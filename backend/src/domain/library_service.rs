//! Library domain service.
//!
//! Implements [`LedgerCommand`] and [`LibraryQuery`] on top of the
//! [`LedgerReconciler`], translating ledger failures into domain [`Error`]s.

use serde_json::json;
use tracing::error;

use crate::domain::ports::{KeyValueStore, LedgerCommand, LibraryQuery};
use crate::domain::{
    AnnotatedBook, BookId, BorrowOutcome, BrowseRequest, Catalog, CatalogEntry, CatalogPage,
    CatalogStats, Error, ExtensionNotice, LedgerError, LedgerReconciler, LoanPolicy, LoanReport, LoanView,
    PageWindow, UserId, UserLedger,
};

/// Library service implementing the ledger driving ports.
pub struct LibraryService<S: ?Sized> {
    reconciler: LedgerReconciler<S>,
    policy: LoanPolicy,
}

impl<S: ?Sized> Clone for LibraryService<S> {
    fn clone(&self) -> Self {
        Self {
            reconciler: self.reconciler.clone(),
            policy: self.policy.clone(),
        }
    }
}

impl<S> LibraryService<S>
where
    S: KeyValueStore + ?Sized,
{
    /// Create a service over `reconciler` using `policy` for due dates.
    pub fn new(reconciler: LedgerReconciler<S>, policy: LoanPolicy) -> Self {
        Self { reconciler, policy }
    }

    fn catalog(&self) -> &Catalog {
        self.reconciler.catalog()
    }

    fn map_ledger_error(err: LedgerError) -> Error {
        match err {
            LedgerError::Store { key, source } => {
                error!(%key, error = %source, "ledger store failure");
                Error::service_unavailable(format!("ledger store unavailable: {source}"))
            }
            LedgerError::Corrupted { key, message } => {
                error!(%key, %message, "persisted ledger is corrupted");
                Error::internal(format!("persisted ledger {key} is corrupted"))
                    .with_details(json!({ "code": "corrupted_ledger", "key": key }))
            }
            LedgerError::Encode { key, message } => {
                error!(%key, %message, "ledger encoding failed");
                Error::internal(format!("failed to encode ledger {key}: {message}"))
            }
        }
    }

    fn require_ledger(&self, user: UserId) -> Result<UserLedger, Error> {
        self.reconciler
            .load_ledger(Some(user))
            .map_err(Self::map_ledger_error)?
            .ok_or_else(|| Error::internal("ledger missing for signed-in user"))
    }

    /// Entries for `ids` in list order, skipping ids the catalogue no longer has.
    fn entries_for<'a>(
        &'a self,
        ids: impl Iterator<Item = BookId> + 'a,
    ) -> impl Iterator<Item = &'a CatalogEntry> + 'a {
        ids.filter_map(|id| self.catalog().get(id))
    }
}

impl<S> LedgerCommand for LibraryService<S>
where
    S: KeyValueStore + ?Sized,
{
    fn toggle_favorite(&self, user: Option<UserId>, book: BookId) -> Result<bool, Error> {
        self.reconciler
            .toggle_favorite(user, book)
            .map_err(Self::map_ledger_error)
    }

    fn remove_favorite(&self, user: Option<UserId>, book: BookId) -> Result<bool, Error> {
        self.reconciler
            .remove_favorite(user, book)
            .map_err(Self::map_ledger_error)
    }

    fn borrow_book(&self, user: Option<UserId>, book: BookId) -> Result<BorrowOutcome, Error> {
        self.reconciler
            .borrow_book(user, book)
            .map_err(Self::map_ledger_error)
    }

    fn return_book(&self, user: Option<UserId>, book: BookId) -> Result<bool, Error> {
        self.reconciler
            .return_book(user, book)
            .map_err(Self::map_ledger_error)
    }
}

impl<S> LibraryQuery for LibraryService<S>
where
    S: KeyValueStore + ?Sized,
{
    fn contains_book(&self, book: BookId) -> bool {
        self.catalog().contains(book)
    }

    fn authors(&self) -> Vec<String> {
        self.catalog().authors()
    }

    fn ledger(&self, user: Option<UserId>) -> Result<Option<UserLedger>, Error> {
        self.reconciler
            .load_ledger(user)
            .map_err(Self::map_ledger_error)
    }

    fn browse(&self, user: Option<UserId>, request: &BrowseRequest) -> Result<CatalogPage, Error> {
        let ledger = self.ledger(user)?;
        let matches: Vec<AnnotatedBook> = self
            .catalog()
            .search(&request.query)
            .map(|entry| AnnotatedBook::annotate(entry, ledger.as_ref()))
            .collect();

        let borrowed = matches.iter().filter(|book| book.is_borrowed).count();
        let stats = CatalogStats {
            total: matches.len(),
            available: matches.len() - borrowed,
            borrowed,
        };
        let window = PageWindow::new(matches.len(), request.page);
        let books = matches
            .get(window.range.clone())
            .map(<[AnnotatedBook]>::to_vec)
            .unwrap_or_default();

        Ok(CatalogPage {
            books,
            page: window.page,
            total_pages: window.total_pages,
            stats,
        })
    }

    fn favorites(&self, user: UserId) -> Result<Vec<AnnotatedBook>, Error> {
        let ledger = self.require_ledger(user)?;
        Ok(self
            .entries_for(ledger.favorited().iter())
            .map(|entry| AnnotatedBook::annotate(entry, Some(&ledger)))
            .collect())
    }

    fn loans(&self, user: UserId) -> Result<LoanReport, Error> {
        let ledger = self.require_ledger(user)?;
        let loans = self
            .entries_for(ledger.borrowed().iter())
            .map(|entry| LoanView::new(entry, &ledger, &self.policy))
            .collect();
        Ok(LoanReport::from_loans(loans))
    }

    fn extend_loan(&self, user: UserId, book: BookId) -> Result<ExtensionNotice, Error> {
        let ledger = self.require_ledger(user)?;
        let entry = self
            .catalog()
            .get(book)
            .filter(|_| ledger.is_borrowed(book))
            .ok_or_else(|| {
                Error::not_found(format!("book {book} is not on loan"))
                    .with_details(json!({ "bookId": book.get(), "code": "not_borrowed" }))
            })?;
        Ok(ExtensionNotice {
            book_id: book,
            title: entry.title().to_owned(),
            due_date: self.policy.extended_due_date(),
        })
    }
}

☆ ☆ ☆ ☆ ☆ ☆ ☆

Out of the preceding entries, pull every line containing the string "domain".

filename backend/src/domain/library_service.rs
//! Library domain service.
//! [`LedgerReconciler`], translating ledger failures into domain [`Error`]s.
use crate::domain::ports::{KeyValueStore, LedgerCommand, LibraryQuery};
use crate::domain::{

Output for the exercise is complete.